I am also particularly pleased that the bill will improve truck service to small communities and enhance business opportunities for independent truckers.
In brief, the purpose of the legislation is clear. Protective and wasteful regulations are to be replaced wherever possible by competition and the discipline of the free market. These changes will work to the benefit of all consumers.
The Motor Carrier Act of 1980 is important in its own right. It should also be seen in context, as a key part of this administration's sweeping program of regulatory reform. We have done far more than any other administration in history to eliminate excessive or outmoded regulation and to manage more productively the regulations that remain essential.
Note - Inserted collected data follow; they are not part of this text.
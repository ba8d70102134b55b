//! # dma-engine
//!
//! Asynchronous DMA transfer engine. A dedicated worker thread drains a producer-fed task queue,
//! batching buffer-acquire, buffer-release and buffer-copy requests into as few command-buffer
//! submissions as possible on one transfer queue, respecting read/write hazards between batched
//! tasks and queue-family ownership transfer semantics.
//!
//! Callers never touch a command buffer directly: [engine::TransferEngine] validates each request
//! synchronously against an owned-buffer map, turns it into one or more [task::Task]s, and hands
//! them to the worker through [queue::TaskQueue]. Host-visible transfers go through a single
//! [staging::StagingPool] backed by an unbacked [ring::RingAllocator].

mod config;
mod engine;
mod error;
mod queue;
mod recorder;
mod ring;
mod staging;
mod task;
mod worker;

pub use config::TransferEngineConfig;
pub use engine::TransferEngine;
pub use error::{RingError, StagingError, TransferError};
pub use ring::{RingAllocation, RingAllocator};
pub use staging::{StagingAllocation, StagingPool};
pub use task::{
    AcquireBuffer, BufferCopy, CopyRegion, PipelineBarrier, ReleaseBuffer, SemaphoreSet,
    SignalSemaphore, Task, WaitSemaphore,
};
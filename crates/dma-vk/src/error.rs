use std::error::Error;

use ash::{vk, LoadingError};

use thiserror::Error;

#[derive(Error, Debug)]
pub enum DeviceError {
    #[error("Extension {0} is not supported by device")]
    UnsupportedExtension(String),
    #[error("Feature {0} not supported")]
    UnsupportedFeature(String),
    #[error("No physical device found. Is a Vulkan capable GPU and driver installed?")]
    NoPhysicalDevice,
    //FIXME: Not happy about that Box :/
    #[error("GpuAllocator error: {0}")]
    GpuAllocatorError(#[from] Box<dyn Error + Send + Sync + 'static>),
    #[error("Vulkan error: {0}")]
    VkError(#[from] vk::Result),
}

#[derive(Error, Debug)]
pub enum CommandBufferError {
    #[error("Vulkan error: {0}")]
    VkError(#[from] vk::Result),
    #[error("Command pool is not resettable")]
    PoolNotResetable,
    #[error("Submitting to queue failed with {0}")]
    SubmitFailed(vk::Result),
    #[error("Failed to allocate command buffer. Requested {count}, got {allocated}")]
    FailedToAllocate { allocated: usize, count: usize },
}

#[derive(Error, Debug)]
pub enum InstanceError {
    #[error("Vulkan error: {0}")]
    VkError(#[from] vk::Result),
    #[error("Failed to load Vulkan entry point: {0}")]
    EntryLoading(#[from] LoadingError),
}

#[derive(Error, Debug)]
pub enum DmaVkError {
    #[error("CommandBuffer error: {0}")]
    CommandBufferError(#[from] CommandBufferError),
    #[error("Device error: {0}")]
    DeviceError(#[from] DeviceError),
    #[error("Instance error: {0}")]
    InstanceError(#[from] InstanceError),
    #[error("Other error: {0}")]
    Other(String),
}

#[cfg(test)]
mod test {
    use static_assertions::assert_impl_all;

    use crate::{
        error::{CommandBufferError, DeviceError, InstanceError},
        DmaVkError,
    };

    #[test]
    fn assure_send_sync() {
        assert_impl_all!(DeviceError: Send, Sync);
        assert_impl_all!(CommandBufferError: Send, Sync);
        assert_impl_all!(InstanceError: Send, Sync);
        assert_impl_all!(DmaVkError: Send, Sync);
    }
}
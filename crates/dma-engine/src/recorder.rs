use ahash::AHashSet;
use dma_vk::ash::{self, vk};
use smallvec::SmallVec;

/// Per-batch scratchpad. One [Recorder] backs exactly one submission: it holds the primary
/// command buffer currently being recorded into, the wait/signal semaphore sets and
/// post-submission callbacks accumulated so far, and the read/write buffer-hazard sets that back
/// each task variant's `scan`. [reset](Recorder::reset) clears all of it between batches; nothing
/// here survives past the worker's `try_run_batch`.
pub struct Recorder {
    command_buffer: Option<vk::CommandBuffer>,
    wait_semaphores: SmallVec<[vk::SemaphoreSubmitInfo; 4]>,
    signal_semaphores: SmallVec<[vk::SemaphoreSubmitInfo; 4]>,
    callbacks: Vec<Box<dyn FnOnce() + Send>>,
    read_buffers: AHashSet<u64>,
    write_buffers: AHashSet<u64>,
    pending_barrier: Option<PendingBarrier>,
}

/// A [Recorder::record_pipeline_barrier] call not yet flushed to the command buffer. Kept
/// separate from the already-recorded command stream so that two barrier tasks back to back with
/// identical stage masks can merge into a single `vkCmdPipelineBarrier2` instead of two.
struct PendingBarrier {
    src_stage: vk::PipelineStageFlags2,
    dst_stage: vk::PipelineStageFlags2,
    memory_barriers: Vec<vk::MemoryBarrier2>,
    buffer_memory_barriers: Vec<vk::BufferMemoryBarrier2>,
}

impl Default for Recorder {
    fn default() -> Self {
        Recorder {
            command_buffer: None,
            wait_semaphores: SmallVec::new(),
            signal_semaphores: SmallVec::new(),
            callbacks: Vec::new(),
            read_buffers: AHashSet::new(),
            write_buffers: AHashSet::new(),
            pending_barrier: None,
        }
    }
}

impl Recorder {
    pub fn new() -> Self {
        Self::default()
    }

    /// Resets the command buffer and begins a new one-time-submit recording.
    pub fn begin(
        &mut self,
        device: &ash::Device,
        cmd: vk::CommandBuffer,
    ) -> Result<(), vk::Result> {
        unsafe {
            device.begin_command_buffer(
                cmd,
                &vk::CommandBufferBeginInfo::default()
                    .flags(vk::CommandBufferUsageFlags::ONE_TIME_SUBMIT),
            )?;
        }
        self.command_buffer = Some(cmd);
        Ok(())
    }

    /// Flushes any pending merged barrier and ends the command buffer.
    pub fn end(&mut self, device: &ash::Device) -> Result<(), vk::Result> {
        self.flush_pending_barrier(device);
        let cmd = self.command_buffer.expect("end() called without begin()");
        unsafe { device.end_command_buffer(cmd) }
    }

    fn cmd(&self) -> vk::CommandBuffer {
        self.command_buffer
            .expect("recorder used before begin() or after reset()")
    }

    pub fn record_buffer_copy(
        &mut self,
        device: &ash::Device,
        src: vk::Buffer,
        dst: vk::Buffer,
        regions: &[(u64, u64, u64)],
    ) {
        self.flush_pending_barrier(device);
        let vk_regions: SmallVec<[vk::BufferCopy2; 4]> = regions
            .iter()
            .map(|&(src_offset, dst_offset, size)| {
                vk::BufferCopy2::default()
                    .src_offset(src_offset)
                    .dst_offset(dst_offset)
                    .size(size)
            })
            .collect();

        let info = vk::CopyBufferInfo2::default()
            .src_buffer(src)
            .dst_buffer(dst)
            .regions(&vk_regions);

        unsafe { device.cmd_copy_buffer2(self.cmd(), &info) };
    }

    /// Records (or merges into a pending) pipeline barrier. Two barrier calls with identical
    /// `src_stage`/`dst_stage` in a row are coalesced into one `vkCmdPipelineBarrier2`, matching
    /// the `PipelineBarrier` task's merge rule.
    pub fn record_pipeline_barrier(
        &mut self,
        device: &ash::Device,
        src_stage: vk::PipelineStageFlags2,
        dst_stage: vk::PipelineStageFlags2,
        memory_barriers: &[vk::MemoryBarrier2],
        buffer_memory_barriers: &[vk::BufferMemoryBarrier2],
    ) {
        if let Some(pending) = &mut self.pending_barrier {
            if pending.src_stage == src_stage && pending.dst_stage == dst_stage {
                pending.memory_barriers.extend_from_slice(memory_barriers);
                pending
                    .buffer_memory_barriers
                    .extend_from_slice(buffer_memory_barriers);
                return;
            }
            self.flush_pending_barrier(device);
        }

        self.pending_barrier = Some(PendingBarrier {
            src_stage,
            dst_stage,
            memory_barriers: memory_barriers.to_vec(),
            buffer_memory_barriers: buffer_memory_barriers.to_vec(),
        });
    }

    fn flush_pending_barrier(&mut self, device: &ash::Device) {
        let Some(pending) = self.pending_barrier.take() else {
            return;
        };
        let dep_info = vk::DependencyInfo::default()
            .memory_barriers(&pending.memory_barriers)
            .buffer_memory_barriers(&pending.buffer_memory_barriers);
        unsafe { device.cmd_pipeline_barrier2(self.cmd(), &dep_info) };
    }

    pub fn add_wait_semaphores(&mut self, waits: impl IntoIterator<Item = vk::SemaphoreSubmitInfo>) {
        self.wait_semaphores.extend(waits);
    }

    pub fn add_signal_semaphores(
        &mut self,
        signals: impl IntoIterator<Item = vk::SemaphoreSubmitInfo>,
    ) {
        self.signal_semaphores.extend(signals);
    }

    pub fn add_callback(&mut self, cb: Box<dyn FnOnce() + Send>) {
        self.callbacks.push(cb);
    }

    pub fn add_read_buffer(&mut self, handle: u64) {
        self.read_buffers.insert(handle);
    }

    pub fn add_write_buffer(&mut self, handle: u64) {
        self.write_buffers.insert(handle);
    }

    pub fn has_read_buffer(&self, handle: u64) -> bool {
        self.read_buffers.contains(&handle)
    }

    pub fn has_written_buffer(&self, handle: u64) -> bool {
        self.write_buffers.contains(&handle)
    }

    pub fn has_signal_semaphores(&self) -> bool {
        !self.signal_semaphores.is_empty()
    }

    pub fn wait_semaphores(&self) -> &[vk::SemaphoreSubmitInfo] {
        &self.wait_semaphores
    }

    pub fn signal_semaphores(&self) -> &[vk::SemaphoreSubmitInfo] {
        &self.signal_semaphores
    }

    pub fn take_callbacks(&mut self) -> Vec<Box<dyn FnOnce() + Send>> {
        std::mem::take(&mut self.callbacks)
    }

    /// Clears all accumulated sets and the command-buffer slot. Called between batches; the
    /// result is indistinguishable from a freshly constructed `Recorder`.
    pub fn reset(&mut self) {
        self.command_buffer = None;
        self.wait_semaphores.clear();
        self.signal_semaphores.clear();
        self.callbacks.clear();
        self.read_buffers.clear();
        self.write_buffers.clear();
        self.pending_barrier = None;
    }
}

#[cfg(test)]
mod tests {
    use super::*;

    #[test]
    fn reset_clears_hazard_sets() {
        let mut recorder = Recorder::new();
        recorder.add_read_buffer(1);
        recorder.add_write_buffer(2);
        recorder.add_callback(Box::new(|| {}));
        recorder.reset();
        assert!(!recorder.has_read_buffer(1));
        assert!(!recorder.has_written_buffer(2));
        assert!(recorder.take_callbacks().is_empty());
    }

    #[test]
    fn reset_then_idle_matches_fresh_state() {
        let mut recorder = Recorder::new();
        recorder.add_write_buffer(9);
        recorder.reset();
        let fresh = Recorder::new();
        assert_eq!(recorder.has_signal_semaphores(), fresh.has_signal_semaphores());
        assert_eq!(recorder.wait_semaphores().len(), fresh.wait_semaphores().len());
        assert_eq!(recorder.has_written_buffer(9), fresh.has_written_buffer(9));
    }
}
We fought successfully for domestic and international airline deregulation. As a result, the Civil Aeronautics Board estimates that air travelers saved $2.8 billion in 1978 alone and that the productivity increases that produced those reductions continued throughout 1979, for overall savings in excess of $5 billion. I proposed and have now signed into law reform legislation to remove regulatory barriers that for years prevented more competition and better service in the banking industry. I proposed and Congress is nearing final passage of legislation to remove archaic and superfluous regulation of the railroads.
Where regulations cannot be eliminated, we have established a program to reform the way they are produced and reviewed. By Executive order, we have established a requirement that regulators carefully and publicly analyze the costs of major proposals, which had never been done before. We have required that interested members of the public be given greater opportunity to participate in the regulatory process. We have established a sunset review program for all major new regulations. We have cut Federal paperwork by 15 percent and will cut it further. And we are making real progress in eliminating inconsistent regulations and developing and encouraging innovative regulatory techniques—techniques that are already saving hundreds of millions of dollars while still meeting important statutory goals.
Our comprehensive program of regulatory reform is a major accomplishment, and the trucking bill ranks high among its elements. A year ago, when I proposed trucking reform legislation, many people said that real trucking reform could not be accomplished. That I am signing this bill into law only 1 year later is a tremendous credit to all who worked with me to achieve reform.
I am deeply grateful to those key Members of Congress who worked tirelessly for this legislation. Senate Commerce Committee Chairman Howard Cannon and Senator Bob Packwood exercised superb leadership in developing a comprehensive record of the need to change the present system and in consistently pressing for expeditious reform. Senator Kennedy has been a steady and important supporter of trucking reform and helped to shape our original joint proposal. In the House, the crucial efforts on this proconsumer legislation were made by Public Works and Transportation Committee Chairman Bizz Johnson, Subcommittee Chairman Jim Howard, Chairman Peter Rodino of the Judiciary Committee, Congressman Bill Harsha, and Congressman Bud Shuster.
Tremendous credit is also due to the large number of people outside the Congress, representing consumers, businesses of all sizes, farmers, independent and regulated truckers, and others interested in working toward genuine reform.
Finally, I want to commend Chairman Gaskins and the members of the Interstate Commerce Commission for their support and encouragement of this reform effort. I know I can count on the Commission to take prompt and effective action to bring to the public the benefits of greater competition, greater productivity, and lower prices that this law will provide.
Note: As enacted, S. 2245 is Public Law 96296, approved July 1.